Re-Engineering Biosafety Regulations in India: Towards a Critique of Policy, Law and Prescriptions

This article surveys the structure and essence of India’s biosafety regulations from an evolutionary perspective. After detailing the processes associated with the biosafety law and guidelines in the country, this article looks critically at recent efforts to re-engineer the regulations. It is argued that India’s biosafety regulations should move towards a more inclusive approach, which will facilitate transparent and informed decision-making, based on stakeholder-convergence. It is also suggested that the entire spectrum of laws and regulations that have a direct or indirect bearing on biosafety in India, need to be explored so that greater coherence could be secured in the management of biotechnology products that are sensitive to the environment. Drawing from the experience of the Bt cotton case, the article advocates a greater role for civil society and grassroots organizations.

Hamudi I. Majamba

An Assessment of the Framework Environmental Law of Zanzibar

This paper assesses the Environmental Management for Sustainable Development Act of Zanzibar that came into force in 1996 but whose implementation and enforcement has been impeded by a number of factors. It provides a background analysis of the evolution of the Act from its early development stages. The background provides, in part, a basis for the argument that the difficulty encountered in effectively implementing the Act is partly attributed to its evolutionary history. An assessment of the institutional framework and mandates that have been put in place, the enforcement mechanism and the role of local communities, in the wake of the mushrooming of private investment, is also made.
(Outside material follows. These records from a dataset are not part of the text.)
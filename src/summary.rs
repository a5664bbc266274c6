//! Headline statistics over the cleaned table.

use crate::dataset::{Record, STUDY_CUTOFF_DAY, Sex, Status};

/// Counts the dashboard's summary panel reports.
#[derive(Debug, Clone, Copy, PartialEq, Eq)]
pub struct DatasetSummary {
    pub total: usize,
    pub alive: usize,
    pub deceased: usize,
    pub men: usize,
    pub women: usize,
    /// Deceased records whose death date falls on the study cutoff day, as
    /// opposed to alive records carrying the cutoff as a sentinel.
    pub last_day_deaths: usize,
}

impl DatasetSummary {
    pub fn compute(records: &[Record]) -> Self {
        let alive = records.iter().filter(|r| r.status == Status::Alive).count();
        let men = records.iter().filter(|r| r.sex == Sex::Male).count();
        let last_day_deaths = records
            .iter()
            .filter(|r| r.status == Status::Deceased && r.date_of_death == STUDY_CUTOFF_DAY)
            .count();
        DatasetSummary {
            total: records.len(),
            alive,
            deceased: records.len() - alive,
            men,
            women: records.len() - men,
            last_day_deaths,
        }
    }

    pub fn render_rows(&self) -> Vec<Vec<String>> {
        let row = |metric: &str, value: usize| vec![metric.to_string(), value.to_string()];
        vec![
            row("patients", self.total),
            row("alive at study cutoff", self.alive),
            row("deceased", self.deceased),
            row("men", self.men),
            row("women", self.women),
            row("deaths on last study day", self.last_day_deaths),
        ]
    }
}
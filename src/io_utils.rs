//! CSV reading, encoding, and delimiter resolution.
//!
//! All file input flows through this module: extension-based delimiter
//! detection (`.csv` → comma, `.tsv` → tab) with manual override, input
//! decoding via `encoding_rs` (defaulting to UTF-8), and the `-` path
//! convention for reading from stdin.

use std::{
    fs::File,
    io::{BufReader, Read},
    path::Path,
};

use anyhow::{Context, Result, anyhow};
use encoding_rs::{Encoding, UTF_8};

pub const DEFAULT_CSV_DELIMITER: u8 = b',';
pub const DEFAULT_TSV_DELIMITER: u8 = b'\t';

pub fn is_dash(path: &Path) -> bool {
    path == Path::new("-")
}

pub fn resolve_encoding(label: Option<&str>) -> Result<&'static Encoding> {
    if let Some(value) = label {
        Encoding::for_label(value.trim().as_bytes())
            .ok_or_else(|| anyhow!("Unknown encoding '{value}'"))
    } else {
        Ok(UTF_8)
    }
}

pub fn resolve_input_delimiter(path: &Path, provided: Option<u8>) -> u8 {
    provided.unwrap_or_else(|| match path.extension().and_then(|ext| ext.to_str()) {
        Some(ext) if ext.eq_ignore_ascii_case("tsv") => DEFAULT_TSV_DELIMITER,
        _ => DEFAULT_CSV_DELIMITER,
    })
}

pub fn open_csv_reader<R>(reader: R, delimiter: u8) -> csv::Reader<R>
where
    R: Read,
{
    let mut builder = csv::ReaderBuilder::new();
    builder
        .has_headers(true)
        .delimiter(delimiter)
        .double_quote(true)
        .flexible(false);
    builder.from_reader(reader)
}

pub fn open_csv_reader_from_path(
    path: &Path,
    delimiter: u8,
) -> Result<csv::Reader<Box<dyn Read>>> {
    let reader: Box<dyn Read> = if is_dash(path) {
        Box::new(std::io::stdin().lock())
    } else {
        Box::new(BufReader::new(
            File::open(path).with_context(|| format!("Opening input file {path:?}"))?,
        ))
    };
    Ok(open_csv_reader(reader, delimiter))
}

pub fn decode_bytes(bytes: &[u8], encoding: &'static Encoding) -> Result<String> {
    let (text, _, had_errors) = encoding.decode(bytes);
    if had_errors {
        Err(anyhow!(
            "Failed to decode text with encoding {}",
            encoding.name()
        ))
    } else {
        Ok(text.into_owned())
    }
}

pub fn decode_record(record: &csv::ByteRecord, encoding: &'static Encoding) -> Result<Vec<String>> {
    record
        .iter()
        .map(|field| decode_bytes(field, encoding))
        .collect()
}

pub fn reader_headers<R>(
    reader: &mut csv::Reader<R>,
    encoding: &'static Encoding,
) -> Result<Vec<String>>
where
    R: Read,
{
    let headers = reader.byte_headers()?.clone();
    decode_headers(&headers, encoding)
}

pub fn decode_headers(
    record: &csv::ByteRecord,
    encoding: &'static Encoding,
) -> Result<Vec<String>> {
    decode_record(record, encoding)
}
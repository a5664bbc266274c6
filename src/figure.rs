//! View-state model, chart specifications, and figure selection.
//!
//! [`select()`] is a stateless pure mapping from `(view_state, table)` to a
//! [`ChartSpec`]. Invalid view-states are unrepresentable once a
//! [`ViewState`] exists; the string boundary the UI collaborator calls is
//! [`ViewState::from_request()`], which rejects unknown tokens with
//! [`UnknownViewStateError`] instead of falling back to a default figure.

use itertools::Itertools;
use serde::Serialize;

use crate::{
    dataset::{Record, Region, Sex},
    error::UnknownViewStateError,
};

#[derive(Debug, Clone, Copy, PartialEq, Eq, Serialize)]
#[serde(rename_all = "snake_case")]
pub enum ChartKind {
    Histogram,
    Pie,
    Scatter,
}

/// Payload of one named series. Histograms carry the raw sample values
/// (binning is the renderer's concern), pies carry per-label counts, and
/// scatters carry explicit points.
#[derive(Debug, Clone, PartialEq, Eq, Serialize)]
#[serde(rename_all = "snake_case")]
pub enum SeriesData {
    Values(Vec<i64>),
    Slices(Vec<(String, u64)>),
    Points(Vec<(i64, i64)>),
}

#[derive(Debug, Clone, PartialEq, Eq, Serialize)]
pub struct Series {
    pub name: String,
    pub data: SeriesData,
}

impl Series {
    fn new(name: &str, data: SeriesData) -> Self {
        Series {
            name: name.to_string(),
            data,
        }
    }
}

/// A complete renderer-agnostic figure description.
#[derive(Debug, Clone, PartialEq, Eq, Serialize)]
pub struct ChartSpec {
    pub kind: ChartKind,
    pub title: String,
    #[serde(skip_serializing_if = "Option::is_none")]
    pub x_label: Option<String>,
    #[serde(skip_serializing_if = "Option::is_none")]
    pub y_label: Option<String>,
    pub stacked: bool,
    pub series: Vec<Series>,
}

#[derive(Debug, Clone, Copy, PartialEq, Eq)]
pub enum Category {
    AgeDistribution,
    ByRegion,
    DaysLived,
}

#[derive(Debug, Clone, Copy, PartialEq, Eq)]
pub enum RegionFilter {
    /// Patient counts across all regions.
    All,
    /// Transmission-mode breakdown over all regions.
    AllModes,
    /// Transmission-mode breakdown restricted to one region.
    Region(Region),
}

#[derive(Debug, Clone, Copy, PartialEq, Eq)]
pub struct ViewState {
    pub category: Category,
    pub split_by_sex: bool,
    pub region_filter: RegionFilter,
}

impl ViewState {
    /// Builds a view-state from the UI's wire tokens. Unknown tokens fail
    /// loudly; there is no default figure.
    pub fn from_request(
        category: &str,
        split_by_sex: bool,
        region_filter: &str,
    ) -> Result<Self, UnknownViewStateError> {
        let category = match category {
            "age-distribution" => Category::AgeDistribution,
            "by-region" => Category::ByRegion,
            "days-lived" => Category::DaysLived,
            other => return Err(UnknownViewStateError::Category(other.to_string())),
        };
        let region_filter = match region_filter {
            "all" => RegionFilter::All,
            "all-modes" => RegionFilter::AllModes,
            "nsw" => RegionFilter::Region(Region::NewSouthWales),
            "qld" => RegionFilter::Region(Region::Queensland),
            "vic" => RegionFilter::Region(Region::Victoria),
            "other" => RegionFilter::Region(Region::Others),
            other => return Err(UnknownViewStateError::RegionFilter(other.to_string())),
        };
        Ok(ViewState {
            category,
            split_by_sex,
            region_filter,
        })
    }
}

/// Maps a view-state and the cleaned table to one figure. Deterministic:
/// identical inputs always produce an identical spec.
pub fn select(view: &ViewState, records: &[Record]) -> ChartSpec {
    match view.category {
        Category::AgeDistribution => age_histogram(records, view.split_by_sex),
        Category::ByRegion => match view.region_filter {
            RegionFilter::All => region_pie(records),
            RegionFilter::AllModes => transmission_pie(records, None),
            RegionFilter::Region(region) => transmission_pie(records, Some(region)),
        },
        Category::DaysLived => days_lived_scatter(records),
    }
}

fn age_histogram(records: &[Record], split_by_sex: bool) -> ChartSpec {
    let ages_of = |sex: Option<Sex>| {
        records
            .iter()
            .filter(|r| sex.is_none_or(|s| r.sex == s))
            .map(|r| r.age_at_diagnosis)
            .collect::<Vec<_>>()
    };
    let (title, stacked, series) = if split_by_sex {
        (
            "Age Distribution between Men and Women",
            true,
            vec![
                Series::new("men", SeriesData::Values(ages_of(Some(Sex::Male)))),
                Series::new("women", SeriesData::Values(ages_of(Some(Sex::Female)))),
            ],
        )
    } else {
        (
            "Age Distribution",
            false,
            vec![Series::new("patient count", SeriesData::Values(ages_of(None)))],
        )
    };
    ChartSpec {
        kind: ChartKind::Histogram,
        title: title.to_string(),
        x_label: Some("Age at Diagnosis".to_string()),
        y_label: Some("Number of Patients".to_string()),
        stacked,
        series,
    }
}

fn region_pie(records: &[Record]) -> ChartSpec {
    let slices = count_slices(records.iter().map(|r| r.region.label()));
    pie_spec(
        "Number of Patients in Australian States",
        Series::new("patients", SeriesData::Slices(slices)),
    )
}

fn transmission_pie(records: &[Record], region: Option<Region>) -> ChartSpec {
    let slices = count_slices(
        records
            .iter()
            .filter(|r| region.is_none_or(|want| r.region == want))
            .map(|r| r.transmission_mode.label()),
    );
    let title = match region {
        None => "Modes of Transmission in Australia".to_string(),
        Some(Region::Others) => "Modes of Transmission in other states".to_string(),
        Some(region) => format!("Modes of Transmission in {}", region.label()),
    };
    pie_spec(&title, Series::new("patients", SeriesData::Slices(slices)))
}

/// Counts occurrences per label, ordered by descending count with ties
/// broken by ascending label. A selection matching zero records yields zero
/// slices rather than an error.
fn count_slices<'a>(labels: impl Iterator<Item = &'a str>) -> Vec<(String, u64)> {
    labels
        .counts()
        .into_iter()
        .map(|(label, count)| (label.to_string(), count as u64))
        .sorted_by(|a, b| b.1.cmp(&a.1).then_with(|| a.0.cmp(&b.0)))
        .collect()
}

fn pie_spec(title: &str, series: Series) -> ChartSpec {
    ChartSpec {
        kind: ChartKind::Pie,
        title: title.to_string(),
        x_label: None,
        y_label: None,
        stacked: false,
        series: vec![series],
    }
}

fn days_lived_scatter(records: &[Record]) -> ChartSpec {
    let points = records
        .iter()
        .map(|r| (r.age_at_diagnosis, r.days_after_diagnosis))
        .into_group_map()
        .into_iter()
        .map(|(age, days)| {
            let mean = days.iter().sum::<i64>() as f64 / days.len() as f64;
            (age, mean.round() as i64)
        })
        .sorted_by_key(|&(age, _)| age)
        .collect::<Vec<_>>();
    ChartSpec {
        kind: ChartKind::Scatter,
        title: "days patients lived by age group".to_string(),
        x_label: Some("Age at Diagnosis".to_string()),
        y_label: Some("Days lived".to_string()),
        stacked: false,
        series: vec![Series::new("mean days lived", SeriesData::Points(points))],
    }
}

#[cfg(test)]
mod tests {
    use super::*;
    use crate::dataset::{Status, Transmission};

    fn record(region: Region, sex: Sex, age: i64, days: i64) -> Record {
        Record {
            region,
            sex,
            date_of_diagnosis: 10000,
            date_of_death: 10000 + days,
            days_after_diagnosis: days,
            status: Status::Deceased,
            transmission_mode: Transmission::HomosexualContact,
            age_at_diagnosis: age,
        }
    }

    #[test]
    fn from_request_rejects_unknown_tokens() {
        assert_eq!(
            ViewState::from_request("bar-chart", false, "all").unwrap_err(),
            UnknownViewStateError::Category("bar-chart".to_string())
        );
        assert_eq!(
            ViewState::from_request("by-region", false, "unknown-region").unwrap_err(),
            UnknownViewStateError::RegionFilter("unknown-region".to_string())
        );
    }

    #[test]
    fn split_histogram_carries_one_series_per_sex() {
        let records = vec![
            record(Region::NewSouthWales, Sex::Male, 35, 100),
            record(Region::NewSouthWales, Sex::Female, 30, 90),
            record(Region::Victoria, Sex::Male, 41, 200),
        ];
        let view = ViewState::from_request("age-distribution", true, "all").unwrap();
        let spec = select(&view, &records);

        assert_eq!(spec.kind, ChartKind::Histogram);
        assert!(spec.stacked);
        assert_eq!(spec.series.len(), 2);
        assert_eq!(spec.series[0].name, "men");
        assert_eq!(spec.series[0].data, SeriesData::Values(vec![35, 41]));
        assert_eq!(spec.series[1].data, SeriesData::Values(vec![30]));
    }

    #[test]
    fn region_pie_orders_slices_by_count_then_label() {
        let records = vec![
            record(Region::Victoria, Sex::Male, 35, 100),
            record(Region::Victoria, Sex::Male, 36, 100),
            record(Region::NewSouthWales, Sex::Male, 37, 100),
            record(Region::Queensland, Sex::Female, 38, 100),
        ];
        let view = ViewState::from_request("by-region", false, "all").unwrap();
        let spec = select(&view, &records);

        let SeriesData::Slices(slices) = &spec.series[0].data else {
            panic!("expected pie slices");
        };
        assert_eq!(
            slices,
            &vec![
                ("Victoria".to_string(), 2),
                ("New South Wales".to_string(), 1),
                ("Queensland".to_string(), 1),
            ]
        );
        let total: u64 = slices.iter().map(|(_, n)| n).sum();
        assert_eq!(total, records.len() as u64);
    }

    #[test]
    fn empty_region_filter_yields_zero_slices() {
        let records = vec![record(Region::Victoria, Sex::Male, 35, 100)];
        let view = ViewState::from_request("by-region", false, "qld").unwrap();
        let spec = select(&view, &records);

        assert_eq!(spec.kind, ChartKind::Pie);
        assert_eq!(spec.series[0].data, SeriesData::Slices(Vec::new()));
    }

    #[test]
    fn scatter_averages_days_per_distinct_age() {
        let records = vec![
            record(Region::Victoria, Sex::Male, 30, 100),
            record(Region::Victoria, Sex::Male, 30, 200),
            record(Region::Victoria, Sex::Female, 30, 300),
            record(Region::NewSouthWales, Sex::Male, 25, 50),
        ];
        let view = ViewState::from_request("days-lived", false, "all").unwrap();
        let spec = select(&view, &records);

        assert_eq!(spec.kind, ChartKind::Scatter);
        assert_eq!(
            spec.series[0].data,
            SeriesData::Points(vec![(25, 50), (30, 200)])
        );
    }

    #[test]
    fn select_is_deterministic_down_to_json_bytes() {
        let records = vec![
            record(Region::Victoria, Sex::Male, 30, 100),
            record(Region::Others, Sex::Female, 44, 310),
            record(Region::Queensland, Sex::Male, 52, 75),
        ];
        for request in [
            ("age-distribution", false, "all"),
            ("age-distribution", true, "all"),
            ("by-region", false, "all"),
            ("by-region", false, "all-modes"),
            ("by-region", false, "vic"),
            ("days-lived", false, "all"),
        ] {
            let view = ViewState::from_request(request.0, request.1, request.2).unwrap();
            let first = select(&view, &records);
            let second = select(&view, &records);
            assert_eq!(first, second);
            assert_eq!(
                serde_json::to_vec(&first).unwrap(),
                serde_json::to_vec(&second).unwrap()
            );
        }
    }

    #[test]
    fn region_titles_match_the_dashboard_captions() {
        let records: Vec<Record> = Vec::new();
        let cases = [
            ("all", "Number of Patients in Australian States"),
            ("all-modes", "Modes of Transmission in Australia"),
            ("nsw", "Modes of Transmission in New South Wales"),
            ("vic", "Modes of Transmission in Victoria"),
            ("qld", "Modes of Transmission in Queensland"),
            ("other", "Modes of Transmission in other states"),
        ];
        for (token, title) in cases {
            let view = ViewState::from_request("by-region", false, token).unwrap();
            assert_eq!(select(&view, &records).title, title);
        }
    }
}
On the one hand, the paper notes that the Act has been to some extent a welcome development in the body of environmental management laws in the region and provides an important guide for improving or developing comprehensive legislation related to environmental management and conservation. On the other hand, the paper details some of the problems encountered or likely to be met in its implementation. Recommendations, which would be useful for jurisdictions in the region in endeavours to tailor comparable provisions of their legislation and avoid pitfalls in efforts to manage environmental resources sustainably, are provided. It is hoped that this appraisal will shed some light on an extremely important piece of legislation, which is unfortunately neither known nor accessible to a multitude of stakeholders and ordinary people within the isles itself, on Tanzania Mainland, within the region and the world.

Samuel Assembe Mvondo

Decentralisation of Forest Resources and Environmental Justice: An Analysis of Empirical Evidence from South Cameroon

Environmental justice is doubtless one of the key objectives of any process relating to the decentralised management of natural resources. The Cameroonian decentralisation model of forest resources currently under construction does not stray away from this logical desire to promote distributive justice in intra-community resources. Indeed, the provisions laid out in the 1994 forest law, reflecting multilateral environmental theory and standards, now offer communities three different types of approaches to deal with local management: communal forests, community forests, forest royalty. Yet, the evaluation and empirical analysis of this Cameroonian model of transfer of power and responsibility of the local management of forests, highlight both a number of legal, political and material achievements, as well as perverse social effects that go against the concept of environmental justice.

Aphrodite Smagadi

National Measures on Access to Genetic Resources and Benefit Sharing – The Case of the Philippines

The objective of the Convention on Biological Diversity stipulated at the United Nations Conference on Environment and Development (Rio de Janeiro, 1992) was not merely to promote the conservation and sustainable use of biological resources, but to ensure the fair and equitable sharing of benefits arising from their utilisation. The Convention stresses the sovereignty that signatory states exert over the biological wealth within their jurisdiction and calls on them to enact national legislation that will contribute to fleshing out the provisions on access to genetic resources and benefit sharing. The Philippines was the first country to enact such legislation and has thus accrued a decade of experience in this field. The first and much-analysed access and benefit sharing instrument enacted by the Government of the Philippines, was Executive Order 247 of 1995. However, due to problems experienced during the implementation of the Order, draft guidelines based on the 2001 Implementing Rules to the Wildlife Act have been drafted and are expected to correct the failures of the previous law. This article takes the example of the Philippines to assess the extent to which laws regulating the access and benefit sharing of biological resources can be effective in any country.

Comments

World Bank In Jharkhand – Accountability Mechanisms and Indigenous Peoples

by Xavier Dias

Over the past two decades, indigenous people all around the world have brought to public attention the many violations of their cultural heritage and political rights caused by World Bank funded projects. In numerous memorandums they have affirmed that the destruction to their homelands is a threat to their very survival. As a remedial measure the World Bank set up its own accountability mechanism known as the Inspection Panel. It was meant to serve as a means of creating change in the way human and environmental factors are dealt with in World Bank funded projects.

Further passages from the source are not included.